Visualisation of standard types in life science with BioSchemas, schema.org and BioJS

Rationale

At the moment there are no standard ways to describe life science events, people, training materials and courses. The websites holding this information code it in different ways. As a result, the dissemination, discovery and aggregation of this information is challenging, and advertising in third party websites normally requires time-consuming manual curation. This hampers the flow of information around the life science community.

The project aims to propose standard ways to present life science information. This will be achieved using schema.org markup, extended where necessary with new properties and guidelines on how to use new and existing schema.org properties. The project will also create a prototype that parses HTML pages annotated with terms coined within the agreed standards.
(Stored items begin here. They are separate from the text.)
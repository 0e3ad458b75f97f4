//! Operating mode of the floor-plan surface.
//!
//! Defined here (in the domain crate) rather than in `rendering` or `ui`
//! so every crate can gate systems on it without circular dependencies.

use bevy::prelude::*;

/// The two interaction surfaces the engine exposes.
///
/// View mode shows telemetry overlays and read-only tap markers; edit mode
/// makes tap markers draggable and stages plan mutations until saved.
#[derive(States, Debug, Clone, Copy, PartialEq, Eq, Hash, Default)]
pub enum PlanMode {
    /// Telemetry visualization — markers are read-only.
    #[default]
    View,
    /// Tap placement editing — drags are staged in the edit session.
    Edit,
}
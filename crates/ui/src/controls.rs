//! The floor-plan control panel.
//!
//! View mode: refresh, marker visibility toggles, heatmap intensity.
//! Edit mode: save (gated on unsaved changes), placement of unpositioned
//! taps, plan deletion, and the way back to view mode. Leaving edit mode
//! or deleting the plan routes through the confirmation dialog whenever
//! staged positions would be lost.

use bevy::prelude::*;
use bevy_egui::{egui, EguiContexts};

use floorplan::edit_session::{EditSession, SaveRequested};
use floorplan::plan::ActivePlan;
use floorplan::plan_mode::PlanMode;
use floorplan::taps::{PlaceTapRequested, TapRoster};
use floorplan::telemetry::RefreshRequested;
use rendering::heatmap::HeatmapSettings;
use rendering::markers::MarkerVisibility;

use crate::confirm_dialog::{ConfirmAction, PendingConfirmAction};

#[allow(clippy::too_many_arguments)]
pub fn controls_ui(
    mut contexts: EguiContexts,
    plan: Res<ActivePlan>,
    roster: Res<TapRoster>,
    session: Res<EditSession>,
    mode: Res<State<PlanMode>>,
    mut next_mode: ResMut<NextState<PlanMode>>,
    mut visibility: ResMut<MarkerVisibility>,
    mut heatmap: ResMut<HeatmapSettings>,
    mut pending: ResMut<PendingConfirmAction>,
    mut refreshes: EventWriter<RefreshRequested>,
    mut saves: EventWriter<SaveRequested>,
    mut placements: EventWriter<PlaceTapRequested>,
) {
    let ctx = contexts.ctx_mut();

    if plan.renderable().is_none() {
        egui::Window::new("Floor Plan")
            .collapsible(false)
            .resizable(false)
            .anchor(egui::Align2::CENTER_CENTER, egui::Vec2::ZERO)
            .show(ctx, |ui| {
                ui.vertical_centered(|ui| {
                    ui.add_space(8.0);
                    ui.label("No floor plan has been uploaded for this location.");
                    ui.add_space(8.0);
                });
            });
        return;
    }

    egui::SidePanel::left("floorplan_controls")
        .resizable(false)
        .default_width(220.0)
        .show(ctx, |ui| {
            ui.add_space(6.0);
            ui.heading("Floor Plan");
            ui.separator();

            match *mode.get() {
                PlanMode::View => {
                    // Widgets write through bypassed references; the
                    // resources are only flagged changed when a widget
                    // actually changed, so downstream rebuilds don't fire
                    // every frame the panel is drawn.
                    let (vis_changed, heat_changed) = view_controls(
                        ui,
                        visibility.bypass_change_detection(),
                        heatmap.bypass_change_detection(),
                        &mut refreshes,
                        &mut next_mode,
                    );
                    if vis_changed {
                        visibility.set_changed();
                    }
                    if heat_changed {
                        heatmap.set_changed();
                    }
                }
                PlanMode::Edit => {
                    edit_controls(
                        ui,
                        &roster,
                        &session,
                        &mut next_mode,
                        &mut pending,
                        &mut saves,
                        &mut placements,
                    );
                }
            }
        });
}

/// Returns whether the visibility toggles and the heatmap settings were
/// edited, so the caller can flag the resources changed.
fn view_controls(
    ui: &mut egui::Ui,
    visibility: &mut MarkerVisibility,
    heatmap: &mut HeatmapSettings,
    refreshes: &mut EventWriter<RefreshRequested>,
    next_mode: &mut NextState<PlanMode>,
) -> (bool, bool) {
    if ui.button("Refresh").clicked() {
        refreshes.send(RefreshRequested);
    }
    ui.add_space(8.0);

    let mut vis_changed = ui.checkbox(&mut visibility.taps, "Show taps").changed();
    vis_changed |= ui
        .checkbox(&mut visibility.strength_indicators, "Show signal strengths")
        .changed();
    ui.add_space(8.0);

    ui.label("Heatmap intensity");
    let heat_changed = ui
        .add(
            egui::Slider::new(&mut heatmap.intensity, 0.0..=1.0)
                .step_by(0.1)
                .show_value(true),
        )
        .changed();
    ui.add_space(12.0);
    ui.separator();

    if ui.button("Edit positions").clicked() {
        next_mode.set(PlanMode::Edit);
    }

    (vis_changed, heat_changed)
}

#[allow(clippy::too_many_arguments)]
fn edit_controls(
    ui: &mut egui::Ui,
    roster: &TapRoster,
    session: &EditSession,
    next_mode: &mut NextState<PlanMode>,
    pending: &mut PendingConfirmAction,
    saves: &mut EventWriter<SaveRequested>,
    placements: &mut EventWriter<PlaceTapRequested>,
) {
    ui.label("Drag tap markers to position them.");
    ui.add_space(8.0);

    if session.is_dirty() {
        ui.label(format!(
            "{} unsaved position(s)",
            session.pending().len()
        ));
    } else {
        ui.label("No unsaved changes");
    }
    ui.add_space(4.0);

    if ui
        .add_enabled(session.is_dirty(), egui::Button::new("Save positions"))
        .clicked()
    {
        saves.send(SaveRequested);
    }
    ui.add_space(12.0);

    let unplaced: Vec<_> = roster
        .0
        .iter()
        .filter(|tap| tap.position.is_none())
        .collect();
    if !unplaced.is_empty() {
        ui.separator();
        ui.label("Unplaced taps");
        for tap in unplaced {
            ui.horizontal(|ui| {
                ui.label(crate::tooltip::sanitize_label(&tap.name));
                if ui.small_button("Place").clicked() {
                    placements.send(PlaceTapRequested { tap: tap.clone() });
                }
            });
        }
        ui.add_space(12.0);
    }

    ui.separator();
    if ui.button("Done").clicked() {
        if session.is_dirty() {
            pending.0 = Some(ConfirmAction::LeaveEdit);
        } else {
            next_mode.set(PlanMode::View);
        }
    }
    ui.add_space(8.0);

    if ui.button("Delete floor plan").clicked() {
        pending.0 = Some(ConfirmAction::DeletePlan);
    }
}
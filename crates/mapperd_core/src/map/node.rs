use std::cell::{Cell, RefCell};
use std::fmt;
use std::rc::{Rc, Weak};

use tokio::sync::Notify;

use super::{Map, NodeFlags};

/// One object slot of a map: the byte range
/// `[idx * BLOCK_SIZE, (idx + 1) * BLOCK_SIZE)` of the volume and the name
/// of the backing object it currently resolves to.
///
/// The back-pointer to the owning map is weak; a node never outlives its
/// map, and a strong pointer would cycle.
pub struct MapNode {
    idx: u32,
    object: RefCell<String>,
    flags: Cell<NodeFlags>,
    map: Weak<Map>,
    cond: Notify,
}

impl MapNode {
    pub fn new(idx: u32, object: String, flags: NodeFlags, map: &Rc<Map>) -> Rc<MapNode> {
        Rc::new(MapNode {
            idx,
            object: RefCell::new(object),
            flags: Cell::new(flags),
            map: Rc::downgrade(map),
            cond: Notify::new(),
        })
    }

    pub fn idx(&self) -> u32 {
        self.idx
    }

    pub fn object(&self) -> String {
        self.object.borrow().clone()
    }

    pub fn set_object(&self, name: String) {
        *self.object.borrow_mut() = name;
    }

    pub fn map(&self) -> Option<Rc<Map>> {
        self.map.upgrade()
    }

    pub fn flags(&self) -> NodeFlags {
        self.flags.get()
    }

    pub fn set_flags(&self, flags: NodeFlags) {
        self.flags.set(flags);
    }

    pub fn insert_flags(&self, flags: NodeFlags) {
        self.flags.set(self.flags.get() | flags);
    }

    pub fn remove_flags(&self, flags: NodeFlags) {
        self.flags.set(self.flags.get() - flags);
    }

    pub fn exists(&self) -> bool {
        self.flags.get().contains(NodeFlags::EXIST)
    }

    pub fn is_ready(&self) -> bool {
        !self.flags.get().intersects(NodeFlags::NOT_READY)
    }

    /// Park until no operation is in flight on this object. Callers recheck
    /// the flags afterwards; the node may have been destroyed meanwhile.
    pub async fn wait_ready(&self) {
        loop {
            let notified = self.cond.notified();
            if self.is_ready() {
                return;
            }
            notified.await;
        }
    }

    /// Wake everyone parked on this object.
    pub fn signal(&self) {
        self.cond.notify_waiters();
    }
}

impl fmt::Debug for MapNode {
    fn fmt(&self, f: &mut fmt::Formatter<'_>) -> fmt::Result {
        f.debug_struct("MapNode")
            .field("idx", &self.idx)
            .field("object", &*self.object.borrow())
            .field("flags", &self.flags.get())
            .finish()
    }
}

#[cfg(test)]
mod tests {
    use super::*;
    use crate::map::ZERO_BLOCK;

    #[test]
    fn back_pointer_does_not_keep_map_alive() {
        let map = Map::new("archip_vol").unwrap();
        let node = MapNode::new(0, ZERO_BLOCK.into(), NodeFlags::empty(), &map);
        assert!(node.map().is_some());
        drop(map);
        assert!(node.map().is_none());
    }

    #[test]
    fn flag_updates() {
        let map = Map::new("archip_vol").unwrap();
        let node = MapNode::new(3, ZERO_BLOCK.into(), NodeFlags::empty(), &map);
        assert!(node.is_ready());
        node.insert_flags(NodeFlags::COPYING);
        assert!(!node.is_ready());
        node.remove_flags(NodeFlags::COPYING);
        node.insert_flags(NodeFlags::EXIST);
        assert!(node.is_ready());
        assert!(node.exists());
    }
}
//! Request dispatch: one cooperative task per accepted request, a runnable
//! gauge so shutdown can tell when nothing is left in flight, and the
//! closing sweep that releases every held lease.

use std::cell::Cell;
use std::rc::Rc;

use spdlog::{debug, error, warn};
use tokio::sync::{Notify, mpsc, oneshot};
use tokio::task::spawn_local;

use crate::mapper::Mapper;
use crate::xseg::{Op, Reply, Request};

/// One accepted request and the channel its completion goes out on.
pub struct Incoming {
    pub req: Request,
    pub done: oneshot::Sender<Reply>,
}

/// Count of live handler tasks. Shutdown waits for it to reach zero so no
/// task is orphaned mid-flight.
struct TaskGauge {
    count: Cell<u64>,
    cond: Notify,
}

impl TaskGauge {
    fn enter(&self) {
        self.count.set(self.count.get() + 1);
    }

    fn leave(&self) {
        self.count.set(self.count.get() - 1);
        self.cond.notify_waiters();
    }

    async fn quiesce(&self) {
        loop {
            let notified = self.cond.notified();
            if self.count.get() == 0 {
                return;
            }
            notified.await;
        }
    }
}

pub struct Dispatcher {
    mapper: Rc<Mapper>,
    tasks: Rc<TaskGauge>,
}

fn is_mapper_op(op: Op) -> bool {
    matches!(
        op,
        Op::Clone
            | Op::MapRead
            | Op::MapWrite
            | Op::Snapshot
            | Op::Info
            | Op::Delete
            | Op::Open
            | Op::Close
    )
}

impl Dispatcher {
    pub fn new(mapper: Rc<Mapper>) -> Dispatcher {
        Dispatcher {
            mapper,
            tasks: Rc::new(TaskGauge {
                count: Cell::new(0),
                cond: Notify::new(),
            }),
        }
    }

    /// Accept requests until the feed closes, then drain the in-flight
    /// handlers and release every exclusively held map.
    pub async fn run(&self, mut rx: mpsc::UnboundedReceiver<Incoming>) {
        while let Some(incoming) = rx.recv().await {
            self.dispatch(incoming);
        }
        debug!("request feed closed, draining handlers");
        self.tasks.quiesce().await;
        self.mapper.finalize().await;
    }

    /// Spawn the handler task for one request. Unknown opcodes are logged
    /// and dropped without a reply.
    pub fn dispatch(&self, incoming: Incoming) {
        let op = incoming.req.op;
        if !is_mapper_op(op) {
            error!("unknown operation {:?} for target {}", op, incoming.req.target);
            return;
        }

        self.tasks.enter();
        let mapper = self.mapper.clone();
        let tasks = self.tasks.clone();
        spawn_local(async move {
            let reply = match mapper.handle(&incoming.req).await {
                Ok(data) => match data.encode() {
                    Ok(data) => Reply::served(data),
                    Err(e) => {
                        error!("cannot encode reply for {:?}: {}", op, e);
                        Reply::failed()
                    }
                },
                Err(e) => {
                    warn!(
                        "request {:?} on {} failed: {}",
                        op, incoming.req.target, e
                    );
                    Reply::failed()
                }
            };
            let _ = incoming.done.send(reply);
            tasks.leave();
        });
    }
}
mod digest;
pub use digest::{DIGEST_SIZE, Digest, HEX_DIGEST_SIZE};

mod merkle_tree;
pub use merkle_tree::merkle;
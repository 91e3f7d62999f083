use core::fmt;
use std::str::FromStr;

use mapperd_error::MapperError;
use mapperd_serialization::{NumBytes, Read, Write};
use sha2::{Digest as _, Sha256};

pub const DIGEST_SIZE: usize = 32;
/// Hex representation of a sha256 value takes up double the digest size.
pub const HEX_DIGEST_SIZE: usize = DIGEST_SIZE * 2;

#[derive(Clone, Copy, Debug, PartialEq, Eq, Hash, Default)]
pub struct Digest(pub [u8; DIGEST_SIZE]);

impl Digest {
    pub fn hash(data: impl AsRef<[u8]>) -> Self {
        let mut out = [0u8; DIGEST_SIZE];
        out.copy_from_slice(&Sha256::digest(data.as_ref()));
        Digest(out)
    }

    pub fn as_bytes(&self) -> &[u8; DIGEST_SIZE] {
        &self.0
    }

    /// Lowercase hex rendition, 64 characters.
    pub fn to_hex(&self) -> String {
        hex::encode(self.0)
    }

    pub fn is_zero(&self) -> bool {
        self.0 == [0u8; DIGEST_SIZE]
    }
}

/// Strict hex decoding: anything other than 64 hex digits is rejected.
impl FromStr for Digest {
    type Err = MapperError;

    fn from_str(s: &str) -> Result<Self, Self::Err> {
        if s.len() != HEX_DIGEST_SIZE {
            return Err(MapperError::Serialization(format!(
                "hex digest has length {}, expected {}",
                s.len(),
                HEX_DIGEST_SIZE
            )));
        }
        let mut out = [0u8; DIGEST_SIZE];
        hex::decode_to_slice(s, &mut out)
            .map_err(|e| MapperError::Serialization(format!("invalid hex digest: {}", e)))?;
        Ok(Digest(out))
    }
}

impl fmt::Display for Digest {
    fn fmt(&self, f: &mut fmt::Formatter<'_>) -> fmt::Result {
        f.write_str(&self.to_hex())
    }
}

impl NumBytes for Digest {
    fn num_bytes(&self) -> usize {
        DIGEST_SIZE
    }
}

impl Write for Digest {
    fn write(
        &self,
        bytes: &mut [u8],
        pos: &mut usize,
    ) -> Result<(), mapperd_serialization::WriteError> {
        self.0.write(bytes, pos)
    }
}

impl Read for Digest {
    fn read(data: &[u8], pos: &mut usize) -> Result<Self, mapperd_serialization::ReadError> {
        Ok(Digest(<[u8; DIGEST_SIZE]>::read(data, pos)?))
    }
}

#[cfg(test)]
mod tests {
    use super::*;

    #[test]
    fn hash_of_empty_input() {
        assert_eq!(
            Digest::hash([]).to_hex(),
            "e3b0c44298fc1c149afbf4c8996fb92427ae41e4649b934ca495991b7852b855"
        );
    }

    #[test]
    fn hex_roundtrip() {
        let d = Digest::hash(b"archipelago");
        assert_eq!(Digest::from_str(&d.to_hex()).unwrap(), d);
    }

    #[test]
    fn non_hex_input_is_rejected() {
        let bad = "zz".repeat(32);
        assert!(Digest::from_str(&bad).is_err());
        assert!(Digest::from_str("e3b0").is_err());
    }
}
Such a prototype will be done in using BioJS, a JavaScript based component library. If time allows, a visualization of the parsed data would be the next step.

Approach

Work has already been done on creating coding standards for life science information. Several life science organisations across Europe have joined together and formed Bioschemas, which is still in early stages. This project will engage with the schema.org community and with Bioschemas to carry the standards forward.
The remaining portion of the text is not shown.